Каракозов был повешен на гласисе Петропавловской крепости. Перед эшафотом собралась огромная толпа. В Санкт-Петербурге казни не проводились уже много лет, и пришлось вызывать для консультаций палача из Вильно. Каракозов взошел на эшафот, выслушал приговор, опустился на колени, прочитал молитву и совершенно спокойно отдался в руки помощников палача. Вскоре его безжизненное тело покачивалось на веревке.
Но для Александра это дело не было закончено. Наказав виновных, он теперь хотел докопаться до корней зла. Его новое доверенное лицо Михаил Муравьев был убежден, что все несчастья страны исходят из среды интеллектуалов. Ответственным за это, по его мнению, являлся министр народного образования Александр Головнин, который не сумел навести порядок в университетах. По его просьбе царь заменил Александра Головнина на графа Дмитрия Толстого, отличавшегося строгостью. Он также уволил слишком либеральных министров Валуева и Замятнина, назначив на их должности более твердых генерала Толмачева и графа Палена. Как никогда прежде, ему было необходимо окружить себя железной гвардией.

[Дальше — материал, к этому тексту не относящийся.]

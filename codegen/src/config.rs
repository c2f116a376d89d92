//! Table configuration: width, row rules and output format.
//!
//! Configurations are plain TOML. Every field is optional and falls back to
//! the values that produce the shipped 9-relay table:
//!
//! ```toml
//! width = 9
//! exclude = []
//! conflicts = [[0, 1]]
//! decimation = "keep-even"
//! format = "array"
//!
//! [[dependencies]]
//! source = 7
//! target = 8
//! ```

use core::fmt;
use std::collections::HashSet;
use std::fs;
use std::path::Path;
use std::str::FromStr;

use anyhow::{Context, Result};
use serde::{Deserialize, Serialize};

use crate::error::ConfigError;
use crate::vector::{candidate_count, MAX_WIDTH};

/// Number of relays on the bench.
pub const DEFAULT_WIDTH: u32 = 9;

/// Parity rule applied after the dependent-bit rewrite.
#[derive(Debug, Clone, Copy, Default, PartialEq, Eq, Serialize, Deserialize)]
#[serde(rename_all = "kebab-case")]
pub enum Decimation {
    /// Keep every row.
    None,
    /// Drop rows with an odd GID.
    #[default]
    KeepEven,
    /// Drop rows with an even GID.
    KeepOdd,
}

impl Decimation {
    /// Returns `true` if a row with this GID is dropped.
    pub fn drops(self, gid: u32) -> bool {
        match self {
            Self::None => false,
            Self::KeepEven => gid % 2 == 1,
            Self::KeepOdd => gid % 2 == 0,
        }
    }
}

impl fmt::Display for Decimation {
    fn fmt(&self, f: &mut fmt::Formatter<'_>) -> fmt::Result {
        match self {
            Self::None => f.write_str("none"),
            Self::KeepEven => f.write_str("keep-even"),
            Self::KeepOdd => f.write_str("keep-odd"),
        }
    }
}

impl FromStr for Decimation {
    type Err = ConfigError;

    fn from_str(s: &str) -> Result<Self, Self::Err> {
        match s {
            "none" => Ok(Self::None),
            "keep-even" => Ok(Self::KeepEven),
            "keep-odd" => Ok(Self::KeepOdd),
            other => Err(ConfigError::UnknownDecimation(other.to_string())),
        }
    }
}

/// Layout of the generated file.
#[derive(Debug, Clone, Copy, Default, PartialEq, Eq, Serialize, Deserialize)]
#[serde(rename_all = "kebab-case")]
pub enum Format {
    /// Bare initializer rows, one per line.
    #[default]
    Array,
    /// Rows wrapped in a C/C++ header declaring `outputStateArray`.
    Header,
}

impl fmt::Display for Format {
    fn fmt(&self, f: &mut fmt::Formatter<'_>) -> fmt::Result {
        match self {
            Self::Array => f.write_str("array"),
            Self::Header => f.write_str("header"),
        }
    }
}

impl FromStr for Format {
    type Err = ConfigError;

    fn from_str(s: &str) -> Result<Self, Self::Err> {
        match s {
            "array" => Ok(Self::Array),
            "header" => Ok(Self::Header),
            other => Err(ConfigError::UnknownFormat(other.to_string())),
        }
    }
}

/// A relay that follows another: `target` is overwritten with `source`.
#[derive(Debug, Clone, Copy, PartialEq, Eq, Serialize, Deserialize)]
#[serde(deny_unknown_fields)]
pub struct Dependency {
    /// Position whose value is copied.
    pub source: u32,
    /// Position that is rewritten.
    pub target: u32,
}

/// Everything needed to generate one table.
#[derive(Debug, Clone, PartialEq, Eq, Serialize, Deserialize)]
#[serde(default, deny_unknown_fields)]
pub struct TableConfig {
    /// Bits per state vector.
    pub width: u32,
    /// GIDs that are never emitted.
    pub exclude: Vec<u32>,
    /// Position pairs that must not both be set.
    pub conflicts: Vec<[u32; 2]>,
    /// Dependent-bit rewrites, applied in order.
    pub dependencies: Vec<Dependency>,
    /// Parity decimation.
    pub decimation: Decimation,
    /// Output layout.
    pub format: Format,
}

impl Default for TableConfig {
    fn default() -> Self {
        Self {
            width: DEFAULT_WIDTH,
            exclude: Vec::new(),
            // R09 and R08 share a mechanical linkage.
            conflicts: vec![[0, 1]],
            // R01 follows R02.
            dependencies: vec![Dependency {
                source: 7,
                target: 8,
            }],
            decimation: Decimation::KeepEven,
            format: Format::Array,
        }
    }
}

impl TableConfig {
    /// A configuration with every rule disabled: all `2^width` rows, verbatim.
    pub fn unfiltered(width: u32) -> Self {
        Self {
            width,
            exclude: Vec::new(),
            conflicts: Vec::new(),
            dependencies: Vec::new(),
            decimation: Decimation::None,
            format: Format::Array,
        }
    }

    /// Parses a TOML configuration. Missing fields take their defaults.
    ///
    /// # Errors
    ///
    /// Returns [`ConfigError::Parse`] if the text is not a valid configuration.
    pub fn from_toml_str(s: &str) -> Result<Self, ConfigError> {
        Ok(toml::from_str(s)?)
    }

    /// Reads and parses a TOML configuration file.
    ///
    /// # Errors
    ///
    /// Returns an error if the file cannot be read or parsed.
    pub fn load(path: &Path) -> Result<Self> {
        let text = fs::read_to_string(path)
            .with_context(|| format!("Failed to read config: {}", path.display()))?;
        let config = Self::from_toml_str(&text)
            .with_context(|| format!("Failed to parse config: {}", path.display()))?;
        Ok(config)
    }

    /// Checks that every rule fits the configured width.
    ///
    /// # Errors
    ///
    /// Returns the first [`ConfigError`] found.
    pub fn validate(&self) -> Result<(), ConfigError> {
        let width = self.width;
        if !(1..=MAX_WIDTH).contains(&width) {
            return Err(ConfigError::WidthOutOfRange {
                width,
                max: MAX_WIDTH,
            });
        }

        let in_range = |rule: &'static str, pos: u32| {
            if pos < width {
                Ok(())
            } else {
                Err(ConfigError::PositionOutOfRange { rule, pos, width })
            }
        };

        for &[a, b] in &self.conflicts {
            in_range("conflict", a)?;
            in_range("conflict", b)?;
            if a == b {
                return Err(ConfigError::SelfConflict { pos: a });
            }
        }

        let mut targets = HashSet::new();
        for dep in &self.dependencies {
            in_range("dependency", dep.source)?;
            in_range("dependency", dep.target)?;
            if dep.source == dep.target {
                return Err(ConfigError::SelfDependency { pos: dep.source });
            }
            if !targets.insert(dep.target) {
                return Err(ConfigError::DuplicateTarget { target: dep.target });
            }
        }

        let candidates = candidate_count(width);
        if let Some(&gid) = self.exclude.iter().find(|&&g| u64::from(g) >= candidates) {
            return Err(ConfigError::GidOutOfRange { gid, width });
        }

        Ok(())
    }
}
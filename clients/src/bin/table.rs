//! `relay-table` — Generates the relay output-state initializer table.
//!
//! Enumerates every GID of the relay bank, applies the exclusion, conflict,
//! dependency and decimation rules, and writes the surviving rows to a text
//! file for the firmware build.
//!
//! **Usage:**
//! ```
//! relay-table [--out <path>] [--config <file>] [--width <n>] [--exclude <gid>]...
//!             [--decimation <none|keep-even|keep-odd>] [--format <array|header>]
//!             [--report <file>]
//! ```

#![deny(
    clippy::unwrap_used,
    clippy::expect_used,
    clippy::panic,
    missing_docs,
    clippy::missing_errors_doc
)]

use std::fs;
use std::path::PathBuf;

use anyhow::{Context, Result};
use clap::Parser;
use log::debug;
use relay_codegen::{Decimation, Format, TableConfig};

/// Generate the relay output-state table.
#[derive(Parser, Debug)]
#[command(
    name = "relay-table",
    about = "Generate the relay output-state initializer table"
)]
struct Args {
    /// Output file for the generated table.
    #[arg(long, default_value = "OutputStateArray.txt")]
    out: PathBuf,

    /// TOML table configuration. Flags below override its values.
    #[arg(long)]
    config: Option<PathBuf>,

    /// Bits per state vector.
    #[arg(long)]
    width: Option<u32>,

    /// GID to leave out of the table (repeatable).
    #[arg(long)]
    exclude: Vec<u32>,

    /// Parity decimation: none, keep-even or keep-odd.
    #[arg(long)]
    decimation: Option<Decimation>,

    /// Output layout: array or header.
    #[arg(long)]
    format: Option<Format>,

    /// Also write the generation report as JSON to this file.
    #[arg(long)]
    report: Option<PathBuf>,
}

impl Args {
    /// Resolves the configuration file (or defaults) plus flag overrides.
    fn table_config(&self) -> Result<TableConfig> {
        let mut config = match &self.config {
            Some(path) => TableConfig::load(path)?,
            None => TableConfig::default(),
        };
        if let Some(width) = self.width {
            config.width = width;
        }
        config.exclude.extend_from_slice(&self.exclude);
        if let Some(decimation) = self.decimation {
            config.decimation = decimation;
        }
        if let Some(format) = self.format {
            config.format = format;
        }
        Ok(config)
    }
}

fn main() -> Result<()> {
    env_logger::init();
    let args = Args::parse();
    let config = args.table_config()?;
    debug!("table config: {config:?}");

    let report = relay_codegen::generate(&config, &args.out)?;

    if let Some(path) = &args.report {
        let json = serde_json::to_string_pretty(&report)
            .context("Failed to serialize generation report")?;
        fs::write(path, json).with_context(|| format!("Failed to write {}", path.display()))?;
        println!("  Report: {}", path.display());
    }

    println!(
        "Binary strings (count: {}) written to: {}",
        report.retained,
        args.out.display()
    );
    Ok(())
}
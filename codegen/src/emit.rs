//! Table text builder and file writer.

use std::fmt::Write as FmtWrite;
use std::fs;
use std::path::Path;

use anyhow::{Context, Result};

use crate::config::Format;
use crate::rules::Row;

/// Name of the initializer array the firmware indexes.
pub const ARRAY_NAME: &str = "outputStateArray";

/// Macro holding the number of emitted rows.
pub const STATE_COUNT_MACRO: &str = "NUM_STATES";

/// Macro holding the vector width.
pub const OUTPUT_COUNT_MACRO: &str = "NUM_OUTPUTS";

/// Accumulates the text of one generated table.
pub struct TableFile {
    /// The text buffer.
    pub buf: String,
    format: Format,
    indent: &'static str,
}

impl TableFile {
    /// Starts a table in the given layout. Header tables get their preamble
    /// immediately; the array declaration is opened by [`TableFile::open_array`].
    pub fn new(format: Format) -> Self {
        let mut f = Self {
            buf: String::new(),
            format,
            indent: "",
        };
        if format == Format::Header {
            f.line("// Generated by relay-table. Do not edit by hand.");
            f.line("#pragma once");
            f.blank();
        }
        f
    }

    /// Appends a line followed by newline.
    pub fn line(&mut self, s: &str) {
        self.buf.push_str(s);
        self.buf.push('\n');
    }

    /// Appends a blank line.
    pub fn blank(&mut self) {
        self.buf.push('\n');
    }

    /// Declares the row count and width and opens the array initializer.
    /// Does nothing for [`Format::Array`].
    pub fn open_array(&mut self, states: usize, width: u32) {
        if self.format != Format::Header {
            return;
        }
        let _ = writeln!(self.buf, "#define {STATE_COUNT_MACRO} {states}");
        let _ = writeln!(self.buf, "#define {OUTPUT_COUNT_MACRO} {width}");
        self.blank();
        let _ = writeln!(
            self.buf,
            "const bool {ARRAY_NAME}[{STATE_COUNT_MACRO}][{OUTPUT_COUNT_MACRO}] = {{"
        );
        self.indent = "    ";
    }

    /// Appends one table row.
    pub fn row(&mut self, row: &Row) {
        let _ = writeln!(self.buf, "{}{}", self.indent, format_row(row));
    }

    /// Closes the initializer and returns the finished text.
    pub fn finish(mut self) -> String {
        if self.format == Format::Header {
            self.line("};");
        }
        self.buf
    }
}

/// Formats one row as `{b0, ..., bN}, // state <n> -> GID <i>`.
pub fn format_row(row: &Row) -> String {
    format!("{}, // state {} -> GID {}", row.vector, row.state, row.gid)
}

/// Writes `content` to `path`, creating parent directories as needed.
///
/// # Errors
///
/// Returns an error if the directory cannot be created or the file cannot be written.
pub fn write_file(path: &Path, content: &str) -> Result<()> {
    if let Some(parent) = path.parent() {
        if !parent.as_os_str().is_empty() {
            fs::create_dir_all(parent)
                .with_context(|| format!("Failed to create directory: {}", parent.display()))?;
        }
    }
    fs::write(path, content).with_context(|| format!("Failed to write {}", path.display()))?;
    Ok(())
}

В своем послании князю Павлу Гагарину, председателю Совета министров, от 13 мая 1866 года он так определил направления своей новой политики: «Провидению было угодно продемонстрировать России последствия безумных действий тех, кто борется против всего, что для нее свято: веры в Бога, основ семейной жизни, права собственности, уважения к закону и властям. Особое внимание я хочу уделить воспитанию молодежи… Беспорядки более недопустимы. Все главы крупных государственных учреждений должны следить за поведением своих подчиненных и требовать от них неукоснительного исполнения отдаваемых им распоряжений. Дабы обеспечить успех мероприятиям, направленным против пагубных доктрин, подрывающих фундаментальные основы религии, морали, порядка, которые в последнее время получили распространение в обществе, все главы крупных государственных учреждений должны опираться на поддержку консервативных элементов, здоровых сил, которыми, благодарение Господу, еще богата Россия. Эти элементы имеются во всех сословиях, которым дороги права собственности, гарантированные и освященные законом, принципы общественного порядка и безопасности, принципы целостности государства, принципы морали и священная истина религии».